Signs from the neighborhood surrounding LC instructing people to slow down sit on the side of the street.

Neighborhood association discusses relationship with LC amid COVID-19

In preparation for the Fall 2020 semester, Lewis & Clark decided to close its campus to all members of the public. Beginning Aug. 1, anyone unaffiliated with LC was prohibited from entering campus, primarily to limit the spread of COVID-19 and protect residents of the Collins View neighborhood.

“We’ve closed the campus to limit intermingling,” David Reese, vice president, chief of staff, general counsel and board secretary for the college, said. “We closed Trail #5 going down to Macadam because it goes close to some neighbors’ houses and they asked us to do that.”

Prakash Joshi ’74 is the transportation chair of the Collins View Neighborhood Association (CVNA) board. In an interview, he discussed how Collins View residents have been impacted by LC’s campus closure.

“There was a sign posted at Lewis & Clark saying the campus is closed now, off-limits to anybody,” Joshi said. “Which is fine. We understand that.”

LC announced the closure of its campus in late July, when President Wim Wiewel announced the decision in an email sent to community members. The Collins View neighborhood surrounds LC’s three campuses. 

“We found out through the president’s letter … the community was shared on that … but the process of how (LC) would be implementing (safety measures) was not clear to us … And that’s what would (have been) good to have.” Joshi said. 

Wiewel’s letter was not sent directly to the CVNA. Instead, it was forwarded by Mark Duntley, the college’s liaison with the association and the dean of spiritual life. The CVNA has many concerns regarding the fall semester.

“The neighborhood is not closed to the college,” Joshi said. “We would never do that … but (students are) going past you without masks, going within inches of you, breathing heavily, coughing.”

When students first arrived on campus, the neighborhood community was unsure about how responsible the students would be. Since the semester has started, they have gained more trust in the campus population as they see the proof that students are being more careful while out in public.

“At the last CVNA Board meeting on Oct. 7 on Zoom, I shared my screen and showed them the testing results on the ‘COVID-19 Confirmed Cases Status Report’ page,” Mark Duntley said via email. “It was clear that they appreciated the way the college — and the students in particular — have been committed to health and the safety of the campus community and the wider community.”

Since the school reopened in the fall, students have been encouraged to take precautions when interacting with the people around them, and a student-led COVID-19 task force was created with the support of Robin Holmes-Sullivan, the vice president of student life and dean of students. 

“We meet weekly and discuss current COVID-related issues affecting students both on and off-campus,” Olivia Weiss ’23, one of the task force’s co-chairs, said via email. “We usually compile a list of specific questions/concerns that have been brought to our attention in the past week. Additionally, Robin often asks our input on current policies or how students are reacting to certain decisions. We also have begun brainstorming ways … to encourage students to continue to practice safe and healthy habits.”

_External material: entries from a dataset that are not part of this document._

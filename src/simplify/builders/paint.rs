use crate::simplify::raw::{get_array, get_f64, get_str, is_visible};
use crate::types::Point;
use serde::Serialize;
use serde_json::Value as JsonValue;

use super::css::round2;

/// Solid color in the three forms consumers ask for
#[derive(Debug, Clone, PartialEq, Serialize)]
pub struct NormalizedColor {
    pub hex: String,
    pub rgba: String,
    pub opacity: f64,
}

/// A color stop of a gradient paint
#[derive(Debug, Clone, PartialEq, Serialize)]
pub struct GradientStop {
    pub position: f64,
    pub color: NormalizedColor,
}

/// Normalized fill or stroke paint
///
/// Only the fields relevant to `paint_type` are set. Unknown paint types keep
/// just their type.
#[derive(Debug, Clone, PartialEq, Serialize)]
#[serde(rename_all = "camelCase")]
pub struct NormalizedPaint {
    #[serde(rename = "type")]
    pub paint_type: String,
    #[serde(flatten)]
    pub color: Option<NormalizedColor>,
    #[serde(skip_serializing_if = "Vec::is_empty")]
    pub gradient_handle_positions: Vec<Point>,
    #[serde(skip_serializing_if = "Vec::is_empty")]
    pub gradient_stops: Vec<GradientStop>,
    #[serde(skip_serializing_if = "Option::is_none")]
    pub image_ref: Option<String>,
    #[serde(skip_serializing_if = "Option::is_none")]
    pub scale_mode: Option<String>,
}

impl NormalizedPaint {
    fn of_type(paint_type: &str) -> Self {
        Self {
            paint_type: paint_type.to_string(),
            color: None,
            gradient_handle_positions: Vec::new(),
            gradient_stops: Vec::new(),
            image_ref: None,
            scale_mode: None,
        }
    }
}

/// Normalize a raw `{r, g, b, a}` color
///
/// Channels in 0.0-1.0 become 0-255 bytes. The effective alpha is the color
/// alpha multiplied by `opacity`, rounded to two decimals.
///
/// # Returns
/// * `Some(NormalizedColor)` - The hex, rgba and opacity forms
/// * `None` - If any of r, g, b is missing or not a number
pub fn normalize_color(color: &JsonValue, opacity: f64) -> Option<NormalizedColor> {
    let r = channel_to_byte(get_f64(color, "r")?);
    let g = channel_to_byte(get_f64(color, "g")?);
    let b = channel_to_byte(get_f64(color, "b")?);
    let alpha = round2(get_f64(color, "a").unwrap_or(1.0) * opacity);

    Some(NormalizedColor {
        hex: format!("#{:02X}{:02X}{:02X}", r, g, b),
        rgba: format!("rgba({}, {}, {}, {})", r, g, b, alpha),
        opacity: alpha,
    })
}

/// Normalize a single raw paint
///
/// Never fails: a paint with a missing or unknown `type` keeps only its type.
pub fn normalize_paint(paint: &JsonValue) -> NormalizedPaint {
    let paint_type = get_str(paint, "type").unwrap_or_default();
    let mut normalized = NormalizedPaint::of_type(paint_type);
    let opacity = get_f64(paint, "opacity").unwrap_or(1.0);

    match paint_type {
        "SOLID" => {
            normalized.color = paint
                .get("color")
                .and_then(|color| normalize_color(color, opacity));
        }
        "GRADIENT_LINEAR" | "GRADIENT_RADIAL" | "GRADIENT_ANGULAR" | "GRADIENT_DIAMOND" => {
            normalized.gradient_handle_positions = get_array(paint, "gradientHandlePositions")
                .unwrap_or_default()
                .iter()
                .filter_map(|handle| {
                    Some(Point {
                        x: get_f64(handle, "x")?,
                        y: get_f64(handle, "y")?,
                    })
                })
                .collect();
            normalized.gradient_stops = get_array(paint, "gradientStops")
                .unwrap_or_default()
                .iter()
                .filter_map(|stop| {
                    Some(GradientStop {
                        position: get_f64(stop, "position")?,
                        color: normalize_color(stop.get("color")?, opacity)?,
                    })
                })
                .collect();
        }
        "IMAGE" => {
            normalized.image_ref = get_str(paint, "imageRef").map(str::to_string);
            normalized.scale_mode = get_str(paint, "scaleMode").map(str::to_string);
        }
        _ => {}
    }

    normalized
}

/// Normalize every visible paint of a node's paint array (`fills` or `strokes`)
///
/// Paints with `visible: false` are dropped; the result is empty when the
/// array is missing or holds only invisible paints.
pub fn visible_paints(node: &JsonValue, key: &str) -> Vec<NormalizedPaint> {
    get_array(node, key)
        .unwrap_or_default()
        .iter()
        .filter(|paint| is_visible(paint))
        .map(normalize_paint)
        .collect()
}

/// Convert a float in range 0.0-1.0 to a byte in range 0-255
///
/// Clamps the input to [0.0, 1.0] range and rounds to nearest integer.
fn channel_to_byte(value: f64) -> u8 {
    let clamped = value.clamp(0.0, 1.0);
    (clamped * 255.0).round() as u8
}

Joshi said the college has not adequately updated the CVNA and would like to regularly receive information about the school’s protections against COVID-19.

“We just need some answers … because our sense of confidence and security comes from how we come across with people and how safe they are,” Joshi said. “If you knew that somebody was safe or not, then you’d feel more confident being around them. But if you didn’t know that you would keep your distance and you would observe some caution.” 

Reese said that LC strives to promote safe COVID-19 precautions as well as open information to all community members, including Collins View residents.

“We want to be transparent,” Reese said. “We have the webpage both for transparency with students and faculty in the community, but also the neighborhood. We want to be a good neighbor. We want our students to be good neighbors to those who live in the neighborhood.”